Collection or creation of data is the first step in the life cycle of data management. In many cases, data already exists but must be found and then cleaned (checked for accuracy and consistency), organized for a specific purpose, saved, shared, and updated. Data collection should be conducted with an awareness of what data is of interest, to whom, and how they will use it. Otherwise irrelevant or incomplete data will be collected.

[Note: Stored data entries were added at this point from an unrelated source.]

//! Dry-run gateway: logs every intended remote call and changes nothing.
//!
//! Describes every instance as untagged with a single synthetic root volume,
//! so a rehearsal walks the full containment sequence.

use super::{DescribeInstancesOutput, ResourceGateway, ResourceTag};
use crate::error::GatewayError;
use async_trait::async_trait;
use uuid::Uuid;

#[derive(Debug, Default, Clone, Copy)]
pub struct DryRunGateway;

impl DryRunGateway {
    pub fn new() -> Self {
        Self
    }
}

#[async_trait]
impl ResourceGateway for DryRunGateway {
    async fn modify_network_membership(
        &self,
        resource_id: &str,
        groups: &[String],
    ) -> Result<(), GatewayError> {
        tracing::info!(resource_id, ?groups, "[DRY RUN] Would replace network groups");
        Ok(())
    }

    async fn describe_resource(
        &self,
        resource_id: &str,
    ) -> Result<DescribeInstancesOutput, GatewayError> {
        tracing::info!(resource_id, "[DRY RUN] Describing instance with synthetic root volume");
        Ok(DescribeInstancesOutput::single_volume(
            resource_id,
            "/dev/xvda",
            format!("vol-dryrun-{resource_id}"),
        ))
    }

    async fn create_snapshot(
        &self,
        volume_id: &str,
        description: &str,
    ) -> Result<String, GatewayError> {
        let snapshot_id = format!("snap-dryrun-{}", Uuid::new_v4().simple());
        tracing::info!(
            volume_id,
            description,
            snapshot_id = %snapshot_id,
            "[DRY RUN] Would create snapshot"
        );
        Ok(snapshot_id)
    }

    async fn terminate_resource(&self, resource_id: &str) -> Result<(), GatewayError> {
        tracing::info!(resource_id, "[DRY RUN] Would terminate instance");
        Ok(())
    }

    async fn describe_tags(
        &self,
        resource_id: &str,
        key: &str,
    ) -> Result<Vec<ResourceTag>, GatewayError> {
        tracing::info!(resource_id, key, "[DRY RUN] Reporting no tags");
        Ok(Vec::new())
    }

    async fn create_tags(
        &self,
        resource_id: &str,
        tags: &[ResourceTag],
    ) -> Result<(), GatewayError> {
        tracing::info!(resource_id, ?tags, "[DRY RUN] Would tag instance");
        Ok(())
    }

    async fn delete_tags(&self, resource_id: &str, keys: &[String]) -> Result<(), GatewayError> {
        tracing::info!(resource_id, ?keys, "[DRY RUN] Would remove tags");
        Ok(())
    }

    async fn publish_message(
        &self,
        channel: &str,
        subject: &str,
        body: &str,
    ) -> Result<(), GatewayError> {
        tracing::info!(channel, subject, body_len = body.len(), "[DRY RUN] Would publish message");
        Ok(())
    }
}
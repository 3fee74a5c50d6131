//! Reflex core: finding dispatch and containment workflow engine.
//!
//! A threat-detection finding is parsed, matched to a workflow by its type,
//! and the workflow isolates, snapshots, terminates and reports on the
//! compromised instance:
//!
//! - **Finding parser** ([`finding`]): pulls the type, id, instance id and
//!   remote peer out of a raw record.
//! - **Handler registry** ([`registry`]): finding type → workflow constructor.
//! - **Configuration resolver** ([`parameters`]): cached parameter lookups.
//! - **Containment workflow** ([`workflow`]): the lock-guarded state machine.
//! - **Dispatcher** ([`dispatch`]): runs a batch, one finding at a time.
//!
//! Remote side effects go through the [`gateway::ResourceGateway`] trait.

pub mod config;
pub mod dispatch;
pub mod error;
pub mod finding;
pub mod gateway;
pub mod parameters;
pub mod registry;
pub mod workflow;

pub use config::{ContainmentConfig, LockReleasePolicy, ReflexConfig, load_config};
pub use dispatch::{DispatchResponse, DispatchSummary, Dispatcher, FindingBatch};
pub use error::{ConfigError, EventError, FindingError, GatewayError, ParameterError, ReflexError};
pub use finding::Finding;
pub use gateway::{DryRunGateway, MockGateway, ResourceGateway, ResourceTag};
pub use parameters::{ConfigResolver, ParameterCache, ParameterSource, StaticParameterSource};
pub use registry::HandlerRegistry;
pub use workflow::{
    ContainmentState, ContainmentWorkflow, Outcome, SkipReason, WorkflowContext,
    WorkflowConstructor, WorkflowReport,
};
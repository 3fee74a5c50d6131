//! Finding model: the parsed view of a raw threat-detection record.
//!
//! Raw records arrive as GuardDuty-shaped JSON. Only the handful of fields the
//! containment workflows need are extracted; everything else stays in the raw
//! document and is never consulted.

use crate::error::FindingError;
use serde::{Deserialize, Serialize};
use serde_json::Value;

/// JSON pointer to the finding type (the dispatch key).
pub const TYPE_POINTER: &str = "/Type";
/// JSON pointer to the opaque finding identifier.
pub const ID_POINTER: &str = "/Id";
/// JSON pointer to the targeted compute instance.
pub const RESOURCE_ID_POINTER: &str = "/Resource/InstanceDetails/InstanceId";
/// JSON pointer to the remote peer observed in a network-connection action.
pub const REMOTE_PEER_POINTER: &str =
    "/Service/Action/NetworkConnectionAction/RemoteIpDetails/IpAddressV4";

/// An immutable, parsed security finding.
#[derive(Debug, Clone, PartialEq, Eq, Serialize, Deserialize)]
pub struct Finding {
    /// Threat category, e.g. `Backdoor:EC2/C&CActivity.B`.
    pub finding_type: String,
    /// Opaque finding identifier used for the audit trail.
    #[serde(default, skip_serializing_if = "Option::is_none")]
    pub id: Option<String>,
    /// Identifier of the compromised compute instance.
    pub resource_id: String,
    /// Network peer associated with the observed activity, when reported.
    #[serde(default, skip_serializing_if = "Option::is_none")]
    pub remote_peer_address: Option<String>,
}

impl Finding {
    /// Build a finding directly, bypassing raw-record extraction.
    pub fn new(finding_type: impl Into<String>, resource_id: impl Into<String>) -> Self {
        Self {
            finding_type: finding_type.into(),
            id: None,
            resource_id: resource_id.into(),
            remote_peer_address: None,
        }
    }

    /// Set the finding identifier.
    pub fn with_id(mut self, id: impl Into<String>) -> Self {
        self.id = Some(id.into());
        self
    }

    /// Set the remote peer address.
    pub fn with_remote_peer(mut self, address: impl Into<String>) -> Self {
        self.remote_peer_address = Some(address.into());
        self
    }

    /// Extract a finding from a raw record.
    ///
    /// `Type` and the instance identifier are mandatory; `Id` and the remote
    /// peer address are optional and simply left empty when absent.
    pub fn parse(raw: &Value) -> Result<Self, FindingError> {
        let finding_type = required_str(raw, TYPE_POINTER, "Type")?;
        let resource_id = required_str(raw, RESOURCE_ID_POINTER, "InstanceId")?;
        let id = raw
            .pointer(ID_POINTER)
            .and_then(Value::as_str)
            .map(str::to_string);

        Ok(Self {
            finding_type,
            id,
            resource_id,
            remote_peer_address: remote_peer_address(raw),
        })
    }

    /// The finding identifier, or `"unknown"` when the record carried none.
    pub fn id_or_unknown(&self) -> &str {
        self.id.as_deref().unwrap_or("unknown")
    }
}

/// Read the finding type from a raw record without parsing the rest.
pub fn finding_type(raw: &Value) -> Option<&str> {
    raw.pointer(TYPE_POINTER).and_then(Value::as_str)
}

/// Extract the optional remote peer address. Absence is not an error: not
/// every finding type carries network-action detail.
pub fn remote_peer_address(raw: &Value) -> Option<String> {
    raw.pointer(REMOTE_PEER_POINTER)
        .and_then(Value::as_str)
        .filter(|s| !s.is_empty())
        .map(str::to_string)
}

fn required_str(raw: &Value, pointer: &str, field: &'static str) -> Result<String, FindingError> {
    match raw.pointer(pointer) {
        None | Some(Value::Null) => Err(FindingError::MissingField { field }),
        Some(Value::String(s)) if s.is_empty() => Err(FindingError::MissingField { field }),
        Some(Value::String(s)) => Ok(s.clone()),
        Some(other) => Err(FindingError::InvalidField {
            field,
            reason: format!("expected a string, found {}", json_kind(other)),
        }),
    }
}

fn json_kind(value: &Value) -> &'static str {
    match value {
        Value::Null => "null",
        Value::Bool(_) => "boolean",
        Value::Number(_) => "number",
        Value::String(_) => "string",
        Value::Array(_) => "array",
        Value::Object(_) => "object",
    }
}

There is a hierarchy of sources for data collection:
During data collection, also identify who is responsible for each part and have a system for tracking who worked on what, so that any later questions can be appropriately directed. Checking data can be more time-consuming than setting high, consistently applied standards for collecting it in the first place. If there is conflicting information from the same source, or missing information, be sure to make a clear note about the issue so that further review can be done later.
The source of data should always be noted for future reference. Without proper citations, information cannot be verified by others. Citation style should include basic information such as the name of the individual or organization who created the information, the year of production, the title of the document, the publisher (if different from the creator), and the link to the information. A standard guide is the Chicago Manual of Style of Citation (http://www.chicagomanualofstyle.org/tools_citationguide.html).
Web sources of data should be saved in case they become unavailable in the future. To prevent missing information from broken links to online sources, save screenshots of webpages or submit them to archive.org (Preferred option) for preservation. This is especially important for official government documents that may not remain online.
Internet Archive (http://archive.org/web/) should be used to capture a web page as it appears at the time of access for use as a trusted citation in the future.
All sources of information should be archived on this site if the source is cited in anyway that provides evidence of information attained. The link generated from the web archive can be added to the resource record on CKAN as a url and/or in the reference section for the landing pages or topic pages. The document type Archive web content should be selected when entering in the library record.
All government or civil society groups websites should be archived as these sites have the highest probability of being altered or shut down.
Publication place - should list the exact URL that the site is located.
Publication date - should be the date the site or page was last updated.
Screenshots should be cited as follows:
[Source name], [Title of page], screenshot from [Source name] website on [date], [insert URL]
Example: Ministry of Agriculture, Forestry and Fisheries, Economic Land Concession Profile: (Cambodia) Research Mining and Development, screenshot from MAFF website on 21 June 2011 (insert URL).